Trump my panic

I have spent the last hour, or two, trying to figure out how to write about the apparent market reaction to a potential Trump versus Clinton result at the fast looming US elections.  Given that most of my readers at the moment are from the US I was looking for something else to write about.  If you are anything like me, you hear the words "US election" and suddenly find something else to talk about.  It's not that I am not interested in politics, it is just that after a while my brain needs a little variety to be doing things with.

Here's what I have learnt though which may explain some media panic and the market reaction to a business person, Mr Trump, in The White House.

Firstly, I note that social media and media outlets in general, including powerful Australian publications, have taken to misquoting and misrepresenting Trump's views.  When challenged on these views using legal language and asking for the article to be retracted, I note they have been.

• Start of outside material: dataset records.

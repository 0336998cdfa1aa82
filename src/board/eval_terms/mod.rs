//! Pawn evaluation terms.
//!
//! Contains evaluation functions for:
//! - Pawn structure (connected, isolated, backward, doubled, passed pawns)
//! - King shelter and pawn storms

mod king_safety;
mod pawn_structure;
pub mod tables;

pub use king_safety::evaluate_shelter;
pub use pawn_structure::{classify_pawn, evaluate_pawns, PawnClass, PawnFlags};
//! Pawn structure evaluation.
//!
//! Classifies every pawn of one side (connected, isolated, backward, doubled,
//! passed) and turns the classes into a two-phase score. The per-side pass
//! also fills the passed pawn and pawn attack bitboards of the cache entry.

use crate::board::masks::{
    forward_file, forward_ranks, forward_square, passed_pawn_span, pawn_attack_span,
    pawn_attacks_bb, pawn_double_attacks_bb, pawn_push, relative_rank, ADJACENT_FILES,
    PAWN_ATTACKS, RANK_1, RANK_2, RANK_4, RANK_5,
};
use crate::board::query::PawnBoard;
use crate::board::types::{Bitboard, Color, Piece, Score, Square};
use crate::pawn_hash::Entry;

use super::tables::{
    BACKWARD, CONNECTED, CROWD_BONUS, DOUBLED, ISOLATED, SUPPORT_BONUS, WEAK_LEVER,
    WEAK_UNOPPOSED,
};

/// The scoring class of a single pawn. Exactly one applies to every pawn.
#[derive(Clone, Copy, Debug, PartialEq, Eq, Hash)]
pub enum PawnClass {
    /// Supported from behind or standing next to an own pawn
    Connected,
    /// No own pawns on the adjacent files
    Isolated,
    /// Behind its neighbours and unable to advance safely
    Backward,
    /// None of the above
    Plain,
}

/// Everything the scorer learns about one pawn.
///
/// The bitboards hold enemy pawns for `stoppers`, `lever` and `lever_push`,
/// and own pawns for the rest.
#[derive(Clone, Copy, Debug, PartialEq, Eq)]
pub struct PawnFlags {
    /// Rank relative to the pawn's owner
    pub rank: usize,
    /// An enemy pawn is somewhere ahead on the same file
    pub opposed: bool,
    /// Enemy pawns that can block or capture this pawn on its way
    pub stoppers: Bitboard,
    /// Enemy pawns this pawn attacks
    pub lever: Bitboard,
    /// Enemy pawns this pawn would attack after one push
    pub lever_push: Bitboard,
    /// Own pawn directly behind
    pub doubled: Bitboard,
    /// Own pawns on adjacent files
    pub neighbours: Bitboard,
    /// Own pawns beside this one on the same rank
    pub phalanx: Bitboard,
    /// Own pawns defending this one
    pub support: Bitboard,
    /// Behind its neighbours with a stopper on or beside the push square
    pub backward: bool,
    /// Passed, and not already on the last rank
    pub passed: bool,
}

impl PawnFlags {
    /// Scoring class; connected wins over isolated, which wins over backward.
    #[must_use]
    pub fn class(&self) -> PawnClass {
        if (self.support | self.phalanx).any() {
            PawnClass::Connected
        } else if self.neighbours.is_empty() {
            PawnClass::Isolated
        } else if self.backward {
            PawnClass::Backward
        } else {
            PawnClass::Plain
        }
    }

    /// Doubled pawns are only penalized when nothing supports them.
    #[inline]
    #[must_use]
    pub fn is_weak_doubled(&self) -> bool {
        self.doubled.any() && self.support.is_empty()
    }
}

/// Per-side data shared by every pawn of the pass.
struct SideContext<'a, B: PawnBoard + ?Sized> {
    pos: &'a B,
    us: Color,
    our_pawns: Bitboard,
    their_pawns: Bitboard,
    double_attack_them: Bitboard,
}

impl<'a, B: PawnBoard + ?Sized> SideContext<'a, B> {
    fn new(pos: &'a B, us: Color) -> Self {
        let them = us.opponent();
        let their_pawns = pos.pieces(them, Piece::Pawn);
        SideContext {
            pos,
            us,
            our_pawns: pos.pieces(us, Piece::Pawn),
            their_pawns,
            double_attack_them: pawn_double_attacks_bb(them, their_pawns),
        }
    }

    fn classify(&self, s: Square) -> PawnFlags {
        let us = self.us;
        let them = us.opponent();
        let max_rank = self.pos.variant().max_rank();
        let r = relative_rank(s.rank(), us, max_rank);
        let up = forward_square(us, s, max_rank);
        let behind = if r > RANK_1 {
            forward_square(them, s, max_rank)
        } else {
            None
        };

        let opposed = (self.their_pawns & forward_file(us, s)).any();
        let stoppers = self.their_pawns & passed_pawn_span(us, s);
        let lever = self.their_pawns & PAWN_ATTACKS[us.index()][s.as_index()];
        let lever_push = up.map_or(Bitboard::EMPTY, |u| {
            self.their_pawns & PAWN_ATTACKS[us.index()][u.as_index()]
        });
        let doubled = behind.map_or(Bitboard::EMPTY, |b| {
            self.our_pawns & Bitboard::from_square(b)
        });
        let neighbours = self.our_pawns & ADJACENT_FILES[s.file()];
        let phalanx = neighbours & Bitboard::rank_mask(s.rank());
        let support = behind.map_or(Bitboard::EMPTY, |b| {
            neighbours & Bitboard::rank_mask(b.rank())
        });

        // Behind all own pawns on the adjacent files and blocked or levered
        // on the push square
        let backward = (neighbours & forward_ranks(them, s.rank())).is_empty()
            && up.is_some_and(|u| (stoppers & (lever_push | Bitboard::from_square(u))).any());

        let passed = (stoppers ^ lever).is_empty()
            || ((stoppers ^ lever_push).is_empty() && phalanx.popcount() >= lever_push.popcount())
            || up.is_some_and(|u| {
                stoppers == Bitboard::from_square(u)
                    && r >= RANK_5
                    && (pawn_push(us, support) & !(self.their_pawns | self.double_attack_them))
                        .any()
            });

        PawnFlags {
            rank: r,
            opposed,
            stoppers,
            lever,
            lever_push,
            doubled,
            neighbours,
            phalanx,
            support,
            backward,
            passed: passed && up.is_some(),
        }
    }

    fn score(&self, flags: &PawnFlags) -> Score {
        let variant = self.pos.variant();
        let opposed_div = if flags.opposed { 2 } else { 1 };
        let unopposed = i32::from(!flags.opposed);
        let mut score = Score::ZERO;

        match flags.class() {
            PawnClass::Connected => {
                let r = flags.rank;
                let phalanx_mul = if flags.phalanx.any() { 3 } else { 2 };
                let hand_mul = if r == RANK_2 && variant.captures_to_hand() { 3 } else { 1 };
                let mut v = CONNECTED[r] * phalanx_mul * hand_mul / opposed_div
                    + SUPPORT_BONUS * flags.support.popcount() as i32;
                if r >= RANK_4 && self.pos.count(self.us, Piece::Pawn) > variant.square_count() / 4
                {
                    let crowd = (flags.support | flags.phalanx).popcount() as i32 * CROWD_BONUS;
                    v = v.max(crowd) / opposed_div;
                }
                score += Score::new(v, v * (r as i32 - 2) / 4);
            }
            PawnClass::Isolated => {
                let must_capture = i32::from(variant.must_capture());
                score -= ISOLATED * (1 + 2 * must_capture) + WEAK_UNOPPOSED * unopposed;
            }
            PawnClass::Backward => {
                score -= BACKWARD + WEAK_UNOPPOSED * unopposed;
            }
            PawnClass::Plain => {}
        }

        if flags.is_weak_doubled() {
            score -= DOUBLED;
        }
        score
    }
}

/// Classify the pawn of `color` standing on `square`.
///
/// The square must hold a primary pawn of that color.
#[must_use]
pub fn classify_pawn<B: PawnBoard + ?Sized>(pos: &B, color: Color, square: Square) -> PawnFlags {
    debug_assert!(
        pos.pieces(color, Piece::Pawn).contains(square),
        "no {color} pawn on {square}"
    );
    SideContext::new(pos, color).classify(square)
}

/// Score the pawn structure of one side and record its passed pawns and pawn
/// attacks in `entry`. The stored king square for the side is reset.
pub fn evaluate_pawns<B: PawnBoard + ?Sized>(pos: &B, color: Color, entry: &mut Entry) -> Score {
    let us = color.index();
    let board_bb = pos.variant().board_bb();
    let ctx = SideContext::new(pos, color);

    let pawn_attacks = pawn_attacks_bb(color, ctx.our_pawns) & board_bb;
    let mut passed = Bitboard::EMPTY;
    let mut attack_span = Bitboard::EMPTY;
    let mut score = Score::ZERO;

    for s in ctx.our_pawns {
        attack_span |= pawn_attack_span(color, s);
        let flags = ctx.classify(s);
        if flags.passed {
            passed |= Bitboard::from_square(s);
        }
        score += ctx.score(&flags);
    }

    // Pawns attacked twice with no pawn defender, unless passed
    let weak_levers = ctx.our_pawns & ctx.double_attack_them & !(pawn_attacks | passed);
    score -= WEAK_LEVER * weak_levers.popcount() as i32;

    // Pawns only: structure is everything
    if pos.piece_count(color) == pos.count(color, Piece::Pawn) {
        score = score * 2;
    }

    let soft_pawns = pos.pieces(color, Piece::SoftPawn);
    for s in soft_pawns {
        if (soft_pawns & ADJACENT_FILES[s.file()]).is_empty() {
            score -= ISOLATED / 2;
        }
    }

    entry.passed_pawns[us] = passed;
    entry.pawn_attacks_span[us] = attack_span & board_bb;
    entry.pawn_attacks[us] = pawn_attacks;
    entry.king_squares[us] = None;
    score
}
//! King shelter and pawn storm evaluation.
//!
//! Scores the pawns on the three files around a king square, both our own
//! shield and the enemy pawns advancing against it. The king safety term
//! takes the best of the current square and the castling destinations, then
//! subtracts an endgame penalty for the king's distance to its pawns.

use crate::board::masks::{
    forward_ranks, frontmost, relative_rank, FILE_B, FILE_D, KING_ATTACKS, RANK_1, RANK_2, RANK_3,
};
use crate::board::query::PawnBoard;
use crate::board::types::{Bitboard, Color, Piece, Score, Square};
use crate::pawn_hash::Entry;

use super::tables::{
    BLOCKED_STORM, KING_PAWN_DISTANCE, NO_PAWN_DISTANCE, SHELTER_BASE, SHELTER_STRENGTH,
    UNBLOCKED_STORM,
};

/// Shelter bonus and storm penalty for a king of `color` on `ksq`.
///
/// The king does not have to stand there; castling destinations are scored
/// the same way.
#[must_use]
pub fn evaluate_shelter<B: PawnBoard + ?Sized>(pos: &B, color: Color, ksq: Square) -> Score {
    let them = color.opponent();
    let variant = pos.variant();
    let max_rank = variant.max_rank();
    let max_file = variant.max_file();

    // Pawns behind the king do not shelter or storm it
    let pawns = (pos.pieces_both(Piece::Pawn) | pos.pieces_both(Piece::SoftPawn))
        & !forward_ranks(them, ksq.rank());
    let our_pawns = pawns & (pos.pieces(color, Piece::Pawn) | pos.pieces(color, Piece::SoftPawn));
    let their_pawns = pawns & (pos.pieces(them, Piece::Pawn) | pos.pieces(them, Piece::SoftPawn));

    // Rank of the pawn closest to our back rank on a file
    let file_rank = |bb: Bitboard| {
        frontmost(them, bb).map_or(RANK_1, |sq| relative_rank(sq.rank(), color, max_rank))
    };

    let mut bonus = SHELTER_BASE;
    let center = ksq.file().clamp(FILE_B, max_file - 1);
    for f in center - 1..=center + 1 {
        let file = Bitboard::file_mask(f);
        let our_rank = file_rank(our_pawns & file);
        let their_rank = file_rank(their_pawns & file);

        let d = f.min(max_file - f).min(FILE_D);
        let hand_mul = if variant.captures_to_hand() && our_rank <= RANK_2 { 2 } else { 1 };
        bonus += Score::new(SHELTER_STRENGTH[d][our_rank] * hand_mul, 0);

        if our_rank != RANK_1 && our_rank + 1 == their_rank {
            if their_rank == RANK_3 {
                bonus -= BLOCKED_STORM;
            }
        } else {
            bonus -= Score::new(UNBLOCKED_STORM[d][their_rank], 0);
        }
    }

    bonus
}

/// Chebyshev distance from the king to its closest own pawn, capped.
fn min_pawn_distance<B: PawnBoard + ?Sized>(pos: &B, color: Color, ksq: Square) -> usize {
    let pawns = pos.pieces(color, Piece::Pawn);
    if pawns.is_empty() {
        return NO_PAWN_DISTANCE;
    }
    if (pawns & KING_ATTACKS[ksq.as_index()]).any() {
        return 1;
    }
    pawns
        .iter()
        .map(|sq| ksq.distance(sq))
        .min()
        .unwrap_or(NO_PAWN_DISTANCE)
        .min(NO_PAWN_DISTANCE)
}

impl Entry {
    /// King shelter, storm and pawn distance score for one side.
    ///
    /// Records the king square and castling rights it was computed for. This
    /// is the expensive part of king safety; callers should only invoke it
    /// when [`Entry::king_safety_is_stale`] says so.
    pub fn king_safety<B: PawnBoard + ?Sized>(&mut self, pos: &B, color: Color) -> Score {
        let us = color.index();
        let rights = pos.castling_rights().for_color(color);
        let Some(ksq) = pos.king_square(color) else {
            self.king_squares[us] = None;
            self.castling_rights[us] = rights;
            return Score::ZERO;
        };
        self.king_squares[us] = Some(ksq);
        self.castling_rights[us] = rights;

        let variant = pos.variant();
        let back_rank = color.back_rank(variant.max_rank());
        let min_dist = min_pawn_distance(pos, color, ksq);

        let mut shelter = evaluate_shelter(pos, color, ksq);

        // Castling is worth it if the king ends up safer there
        for (kingside, file) in [
            (true, variant.castling_kingside_file()),
            (false, variant.castling_queenside_file()),
        ] {
            if pos.can_castle(color, kingside) {
                let candidate = evaluate_shelter(pos, color, Square(back_rank, file));
                if candidate.mg() > shelter.mg() {
                    shelter = candidate;
                }
            }
        }

        shelter - Score::new(0, KING_PAWN_DISTANCE * min_dist as i32)
    }

    /// Whether the stored king safety inputs differ from the position's.
    #[must_use]
    pub fn king_safety_is_stale<B: PawnBoard + ?Sized>(&self, pos: &B, color: Color) -> bool {
        let us = color.index();
        self.king_squares[us].is_none()
            || self.king_squares[us] != pos.king_square(color)
            || self.castling_rights[us] != pos.castling_rights().for_color(color)
    }
}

My natural inclination is to support a candidate when they are unfairly attacked on social media because I want to know why such virulent attacks are necessary.  If this has happened to Hillary Clinton I have not noticed it but would equally question any news outlet going out of their way to lie about what someone said regarding particularly sensitive issues.

While Reuters reports that Hillary Clinton would like to see more capital controls and reduced risk on financial markets (see article below, 1) most bankers are betting on her maintaining the current system.  The fears of Trump as President seem to stem from his enthusiasm for increasing rates on mortgages and savings accounts.  Increasing rates are good for savers and would encourage business investment.  I find it curious that financial markets are reacting negatively to a successful business owner being part of financial regulation given that managing money is at the core of managing and keeping business interests.

The real fear, to my mind, and the markets that should react strongly, and negatively, to Trump as President are my country Australia.  With much of our capital for residential borrowing coming from the US an increase in interest rates over there will lead to an increase in capital costs for banks and an increase in bank loan interest rates.

A one or two per cent increase would likely lead to further credit controls on mortgages here, and a plunge in housing prices.  While this would be a negative for those currently in the housing market with no room to move, and housing investors who would likely see the highest interest rates rises, it is good for cash buyers and savers. An increase in interest rates, combined with tightening of more generous welfare payments in Australia, could lead to a recession.   On persons loss can easily become another's opportunity.  As I see it, our country is headed for a recession whoever is voted in to The White House.

1)
http://www.reuters.com/article/us-usa-election-clinton-banks-analysis-idUSKBN12X0DC

This article is my view on current events only and should not be taken as professional advice.